Monday, March 30, 2020

My Field


What will it be?



Will it be Alfalfa?





I haven't asked the farmer who is seeding our field.  
I leave it up to him.






Will it be Alfalfa?





Sometimes he will also plant a one-time  "cover crop".






Most often that will be oats.  Oats will germinate first and protect the young alfalfa from heat and cold. 






First cutting. 





Hoping for a good water year.  




Yes, I live in the middle of my Alfalfa field.  

Take care and be safe. 
Gina 


Monday, July 15, 2019

Not enough time


It's all right.
I love what I see even if it isn't perfect.


Wild roses seeking support.



Salpiglossis are a challenge.






Poppies are amazing.
Yank out the entire plant, singe the stem and every poppy head will open. 
A poppy bouquet for a week. 





More rain than usual brought on the berries.





I have eaten the rest. 

I can grow figs in Utah ...in my greenhouse.




Nasturtiums grow easily from seed.




Who can resist an Opium Poppy?





The hay barns will be filled to the rafters.  

We will most likely have 3 crops of Alfalfa this year, 
who knows, maybe even four. 

Wishing you a bountiful week ahead. 
Gina 


Sunday, June 22, 2014

Sunday morning drive




Going for a Sunday Drive.


So many roads to follow.
And always the bluest of skies.




Cattle up to their ears in tall grasses.



Alfalfa stacked 2 tons high. 



Looking towards home.



Home again. 



Just in time



for a Champagne Brunch 

Have a great Sunday my dear friends. 

Gin


Sunday, April 8, 2012

Down the Country Lane, Part II





Continued from here 

While staying at the Erma Hotel, in Cody Wyoming, a few years ago Gene surprised me by having a Western Saddle made by famous Saddle Maker, Jim Kelly. 

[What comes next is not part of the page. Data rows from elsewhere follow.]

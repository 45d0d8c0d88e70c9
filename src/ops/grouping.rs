//! Frequency grouping and the two row orderings of the data-entry table.
//!
//! Everything here is recomputed from a snapshot of indicators, periods and
//! entries; nothing is cached between calls.

use std::cmp::Ordering;
use std::collections::HashSet;

use chrono::{DateTime, NaiveDate, Utc};
use indexmap::IndexMap;

use crate::model::config::UrgencyConfig;
use crate::model::entry::EntrySheet;
use crate::model::indicator::{Frequency, Indicator};
use crate::model::period::Period;
use crate::ops::completion::{is_completed, total_for_periods};
use crate::ops::urgency::{Urgency, UrgencyPolicy, classify_urgency};

/// Indicators sharing one frequency, with the periods they are measured over
#[derive(Debug, Clone, PartialEq)]
pub struct FrequencyGroup {
    pub frequency: Frequency,
    pub indicators: Vec<Indicator>,
    pub relevant_periods: Vec<Period>,
}

/// Drop indicators that are listed as a sub-indicator of another indicator.
/// Those are rendered nested under their parent instead.
pub fn top_level_indicators(indicators: &[Indicator]) -> Vec<&Indicator> {
    let nested: HashSet<u32> = indicators
        .iter()
        .flat_map(|i| i.sub_indicators.iter().map(|s| s.id))
        .collect();
    indicators
        .iter()
        .filter(|i| !nested.contains(&i.id))
        .collect()
}

/// Bucket top-level indicators by frequency, in first-seen order
pub fn group_by_frequency(
    indicators: &[Indicator],
    periods: &[Period],
) -> IndexMap<u32, FrequencyGroup> {
    let mut groups: IndexMap<u32, FrequencyGroup> = IndexMap::new();
    for ind in top_level_indicators(indicators) {
        let fid = ind.frequency_id();
        groups
            .entry(fid)
            .or_insert_with(|| FrequencyGroup {
                frequency: ind.frequency.clone(),
                indicators: Vec::new(),
                relevant_periods: periods
                    .iter()
                    .filter(|p| p.frequency_id == fid)
                    .cloned()
                    .collect(),
            })
            .indicators
            .push(ind.clone());
    }
    groups
}

/// Start date of the earliest relevant period the indicator has not filled yet
pub fn earliest_open_start(
    indicator: &Indicator,
    periods: &[Period],
    entries: &EntrySheet,
) -> Option<NaiveDate> {
    periods
        .iter()
        .filter(|p| p.frequency_id == indicator.frequency_id())
        .filter(|p| entries.is_blank(indicator.id, p.period_id))
        .map(|p| p.start_date)
        .min()
}

/// None sorts after every date
fn cmp_open_start(a: Option<NaiveDate>, b: Option<NaiveDate>) -> Ordering {
    match (a, b) {
        (Some(a), Some(b)) => a.cmp(&b),
        (Some(_), None) => Ordering::Less,
        (None, Some(_)) => Ordering::Greater,
        (None, None) => Ordering::Equal,
    }
}

/// Default row order: incomplete before completed, then by the start of the
/// earliest still-open period. Stable.
pub fn sort_indicators_default(group: &FrequencyGroup, entries: &EntrySheet) -> Vec<Indicator> {
    let mut keyed: Vec<(bool, Option<NaiveDate>, &Indicator)> = group
        .indicators
        .iter()
        .map(|ind| {
            (
                is_completed(ind, &group.relevant_periods, entries),
                earliest_open_start(ind, &group.relevant_periods, entries),
                ind,
            )
        })
        .collect();
    keyed.sort_by(|a, b| a.0.cmp(&b.0).then_with(|| cmp_open_start(a.1, b.1)));
    keyed.into_iter().map(|(_, _, ind)| ind.clone()).collect()
}

/// The group's periods that are overdue or due soon, with their urgency
pub fn urgent_in_group<'a>(
    group: &'a FrequencyGroup,
    now: DateTime<Utc>,
    policy: &UrgencyPolicy,
) -> Vec<(&'a Period, Urgency)> {
    group
        .relevant_periods
        .iter()
        .map(|p| (p, classify_urgency(p, now, policy)))
        .filter(|(_, u)| u.is_urgent())
        .collect()
}

/// Entered total over the urgent periods divided by target (target 0 -> 1)
pub fn urgent_progress_ratio(
    indicator: &Indicator,
    urgent: &[&Period],
    entries: &EntrySheet,
) -> f64 {
    let target = if indicator.target_value > 0.0 {
        indicator.target_value
    } else {
        1.0
    };
    total_for_periods(indicator, urgent.iter().copied(), entries) / target
}

/// Deadline row order for triage.
///
/// Incomplete indicators come first. Inside the incomplete block, when the
/// group has overdue or due-soon periods, the indicator with the least
/// progress over those periods leads; ties and groups without urgent periods
/// fall back to larger targets first. Completed indicators keep the
/// larger-target-first order.
pub fn sort_indicators_by_deadline(
    group: &FrequencyGroup,
    entries: &EntrySheet,
    now: DateTime<Utc>,
    policy: &UrgencyPolicy,
) -> Vec<Indicator> {
    let urgent: Vec<&Period> = urgent_in_group(group, now, policy)
        .into_iter()
        .map(|(p, _)| p)
        .collect();

    let mut keyed: Vec<(bool, Option<f64>, &Indicator)> = group
        .indicators
        .iter()
        .map(|ind| {
            let completed = is_completed(ind, &group.relevant_periods, entries);
            let ratio = if !completed && !urgent.is_empty() {
                Some(urgent_progress_ratio(ind, &urgent, entries))
            } else {
                None
            };
            (completed, ratio, ind)
        })
        .collect();

    keyed.sort_by(|a, b| {
        a.0.cmp(&b.0)
            .then_with(|| match (a.1, b.1) {
                (Some(x), Some(y)) => x.partial_cmp(&y).unwrap_or(Ordering::Equal),
                _ => Ordering::Equal,
            })
            .then_with(|| {
                b.2.target_value
                    .partial_cmp(&a.2.target_value)
                    .unwrap_or(Ordering::Equal)
            })
    });
    keyed.into_iter().map(|(_, _, ind)| ind.clone()).collect()
}

/// Heuristic triage score for a whole group; higher needs attention sooner.
///
/// Each overdue period adds `overdue_points`, each due-soon period adds
/// `due_soon_points`, and when any period is urgent every incomplete
/// indicator adds up to `progress_penalty` scaled by how far it is from its
/// target over the urgent periods. Completed indicators add nothing.
pub fn group_urgency_score(
    group: &FrequencyGroup,
    entries: &EntrySheet,
    now: DateTime<Utc>,
    policy: &UrgencyPolicy,
    weights: &UrgencyConfig,
) -> f64 {
    let urgent = urgent_in_group(group, now, policy);
    let mut score = 0.0;
    for (_, u) in &urgent {
        score += match u {
            Urgency::Overdue => weights.overdue_points,
            Urgency::DueSoon => weights.due_soon_points,
            Urgency::Normal => 0.0,
        };
    }
    if urgent.is_empty() {
        return score;
    }

    let urgent_periods: Vec<&Period> = urgent.iter().map(|(p, _)| *p).collect();
    for ind in &group.indicators {
        if is_completed(ind, &group.relevant_periods, entries) {
            continue;
        }
        let ratio = urgent_progress_ratio(ind, &urgent_periods, entries);
        score += (1.0 - ratio.min(1.0)) * weights.progress_penalty;
    }
    score
}

/// Groups ordered by descending urgency score. Equal scores keep their
/// incoming order.
pub fn sort_frequency_groups_by_urgency(
    groups: &IndexMap<u32, FrequencyGroup>,
    entries: &EntrySheet,
    now: DateTime<Utc>,
    policy: &UrgencyPolicy,
    weights: &UrgencyConfig,
) -> Vec<(f64, FrequencyGroup)> {
    let mut scored: Vec<(f64, FrequencyGroup)> = groups
        .values()
        .map(|g| (group_urgency_score(g, entries, now, policy, weights), g.clone()))
        .collect();
    scored.sort_by(|a, b| b.0.partial_cmp(&a.0).unwrap_or(Ordering::Equal));
    scored
}

#[cfg(test)]
mod tests {
    use super::*;
    use crate::ops::completion::fixtures::*;
    use chrono::Duration;
    use pretty_assertions::assert_eq;

    fn ids(inds: &[Indicator]) -> Vec<u32> {
        inds.iter().map(|i| i.id).collect()
    }

    #[test]
    fn sub_indicators_never_top_level() {
        let mut parent = indicator(1, "Revenue", 100.0, monthly());
        parent.sub_indicators = vec![sub(2, "Ward", 1)];
        let also_listed = indicator(2, "Ward", 50.0, monthly());
        let other = indicator(3, "Visits", 10.0, quarterly());
        let inds = vec![parent, also_listed, other];

        let groups = group_by_frequency(&inds, &two_months());
        let members: Vec<u32> = groups
            .values()
            .flat_map(|g| g.indicators.iter().map(|i| i.id))
            .collect();
        assert_eq!(members, vec![1, 3]);
    }

    #[test]
    fn groups_carry_matching_periods() {
        let inds = vec![
            indicator(1, "A", 1.0, monthly()),
            indicator(2, "B", 1.0, quarterly()),
            indicator(3, "C", 1.0, monthly()),
        ];
        let mut periods = two_months();
        periods.push(period(3, "2024-01-01", "2024-03-31", 2));

        let groups = group_by_frequency(&inds, &periods);
        assert_eq!(groups.keys().copied().collect::<Vec<_>>(), vec![1, 2]);
        assert_eq!(ids(&groups[&1].indicators), vec![1, 3]);
        assert_eq!(groups[&1].relevant_periods.len(), 2);
        assert_eq!(groups[&2].relevant_periods.len(), 1);
    }

    #[test]
    fn frequency_without_periods_yields_empty_group_periods() {
        let inds = vec![indicator(1, "A", 1.0, quarterly())];
        let groups = group_by_frequency(&inds, &two_months());
        assert!(groups[&2].relevant_periods.is_empty());
    }

    #[test]
    fn empty_input_gives_empty_map() {
        assert!(group_by_frequency(&[], &[]).is_empty());
    }

    #[test]
    fn default_order_incomplete_first_then_earliest_open() {
        let inds = vec![
            indicator(1, "done", 10.0, monthly()),
            indicator(2, "open-feb", 10.0, monthly()),
            indicator(3, "open-jan", 10.0, monthly()),
            indicator(4, "filled-short", 1000.0, monthly()),
        ];
        let entries = sheet(&[
            (1, 1, "5"),
            (1, 2, "5"),
            (2, 1, "1"),
            (4, 1, "1"),
            (4, 2, "1"),
        ]);
        let groups = group_by_frequency(&inds, &two_months());
        let sorted = sort_indicators_default(&groups[&1], &entries);
        // 4 is incomplete with nothing open, so it sorts after the open ones
        assert_eq!(ids(&sorted), vec![3, 2, 4, 1]);
    }

    #[test]
    fn urgent_in_group_skips_normal_periods() {
        let inds = vec![indicator(1, "A", 1.0, monthly())];
        let groups = group_by_frequency(&inds, &two_months());
        let policy = UrgencyPolicy::default();
        let now = policy.midnight(date("2024-02-02"));
        let urgent = urgent_in_group(&groups[&1], now, &policy);
        assert_eq!(urgent.len(), 1);
        assert_eq!(urgent[0].0.period_id, 1);
        assert_eq!(urgent[0].1, Urgency::Overdue);
    }

    #[test]
    fn deadline_order_least_progress_first() {
        let inds = vec![
            indicator(1, "half", 100.0, monthly()),
            indicator(2, "tenth", 100.0, monthly()),
            indicator(3, "complete", 10.0, monthly()),
        ];
        let entries = sheet(&[
            (1, 1, "50"),
            (2, 1, "10"),
            (3, 1, "5"),
            (3, 2, "5"),
        ]);
        let groups = group_by_frequency(&inds, &two_months());
        let policy = UrgencyPolicy::default();
        // Jan overdue, Feb normal
        let now = policy.midnight(date("2024-02-03"));
        let sorted = sort_indicators_by_deadline(&groups[&1], &entries, now, &policy);
        assert_eq!(ids(&sorted), vec![2, 1, 3]);
    }

    #[test]
    fn deadline_order_without_urgency_uses_target() {
        let inds = vec![
            indicator(1, "small", 10.0, monthly()),
            indicator(2, "large", 500.0, monthly()),
        ];
        let groups = group_by_frequency(&inds, &two_months());
        let policy = UrgencyPolicy::default();
        let now = policy.midnight(date("2023-06-01"));
        let sorted =
            sort_indicators_by_deadline(&groups[&1], &EntrySheet::new(), now, &policy);
        assert_eq!(ids(&sorted), vec![2, 1]);
    }

    #[test]
    fn deadline_ties_fall_back_to_target() {
        let inds = vec![
            indicator(1, "small", 10.0, monthly()),
            indicator(2, "large", 500.0, monthly()),
        ];
        let groups = group_by_frequency(&inds, &two_months());
        let policy = UrgencyPolicy::default();
        let now = policy.midnight(date("2024-02-03"));
        let sorted =
            sort_indicators_by_deadline(&groups[&1], &EntrySheet::new(), now, &policy);
        assert_eq!(ids(&sorted), vec![2, 1]);
    }

    #[test]
    fn group_score_overdue_plus_progress_penalty() {
        let policy = UrgencyPolicy::default();
        let weights = UrgencyConfig::default();
        let urgent_group_inds = vec![indicator(1, "A", 100.0, monthly())];
        let calm_group_inds = vec![indicator(2, "B", 100.0, quarterly())];
        let periods = vec![
            period(1, "2024-01-01", "2024-01-31", 1),
            period(2, "2024-01-01", "2024-06-30", 2),
        ];
        let mut inds = calm_group_inds;
        inds.extend(urgent_group_inds);
        let entries = sheet(&[(1, 1, "50")]);

        let groups = group_by_frequency(&inds, &periods);
        let now = policy.midnight(date("2024-01-31")) + Duration::days(3);

        let urgent_score = group_urgency_score(&groups[&1], &entries, now, &policy, &weights);
        assert_eq!(urgent_score, 112.5);
        let calm_score = group_urgency_score(&groups[&2], &entries, now, &policy, &weights);
        assert_eq!(calm_score, 0.0);

        let ordered = sort_frequency_groups_by_urgency(&groups, &entries, now, &policy, &weights);
        let order: Vec<u32> = ordered.iter().map(|(_, g)| g.frequency.frequency_id).collect();
        assert_eq!(order, vec![1, 2]);
    }

    #[test]
    fn due_soon_scores_half_of_overdue() {
        let policy = UrgencyPolicy::default();
        let weights = UrgencyConfig::default();
        let inds = vec![indicator(1, "A", 0.0, monthly())];
        let periods = vec![period(1, "2024-01-01", "2024-01-31", 1)];
        let groups = group_by_frequency(&inds, &periods);
        let now = policy.midnight(date("2024-01-28"));
        // target 0 divides by 1; blank cell keeps it incomplete, so full penalty
        let score = group_urgency_score(&groups[&1], &EntrySheet::new(), now, &policy, &weights);
        assert_eq!(score, 75.0);
    }

    #[test]
    fn completed_indicators_add_no_penalty() {
        let policy = UrgencyPolicy::default();
        let weights = UrgencyConfig::default();
        let inds = vec![
            indicator(1, "done", 10.0, monthly()),
            indicator(2, "zero-target", 0.0, monthly()),
        ];
        let entries = sheet(&[(1, 1, "2"), (1, 2, "8"), (2, 1, "0"), (2, 2, "0")]);
        let groups = group_by_frequency(&inds, &two_months());
        // Jan overdue, Feb normal
        let now = policy.midnight(date("2024-02-03"));
        let score = group_urgency_score(&groups[&1], &entries, now, &policy, &weights);
        assert_eq!(score, 100.0);
    }

    #[test]
    fn equal_scores_keep_incoming_order() {
        let policy = UrgencyPolicy::default();
        let weights = UrgencyConfig::default();
        let inds = vec![
            indicator(1, "A", 1.0, quarterly()),
            indicator(2, "B", 1.0, monthly()),
        ];
        let groups = group_by_frequency(&inds, &[]);
        let now = policy.midnight(date("2024-01-01"));
        let ordered =
            sort_frequency_groups_by_urgency(&groups, &EntrySheet::new(), now, &policy, &weights);
        let order: Vec<u32> = ordered.iter().map(|(_, g)| g.frequency.frequency_id).collect();
        assert_eq!(order, vec![2, 1]);
    }
}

Mr Kelly was working on a large order for a riding club in Europe. My saddle would not be finished for another 2 years.


That would give us just enough time to find a few acres to keep a couple of horses near our house in the country. 





We lived in the city.





But wanted to spend the weekends in the country. We fell in love with a run down old stone house near Spring City, central Utah.   I called it the "Fellini" house.  It reminded me of scenes from the movie "Amacord"

I located the owner but he wouldn't sell. 






Instead, we found another run down place, a one-hundred year old simple farmstead. I called it "my foot in the door" to the charming little town of Spring City.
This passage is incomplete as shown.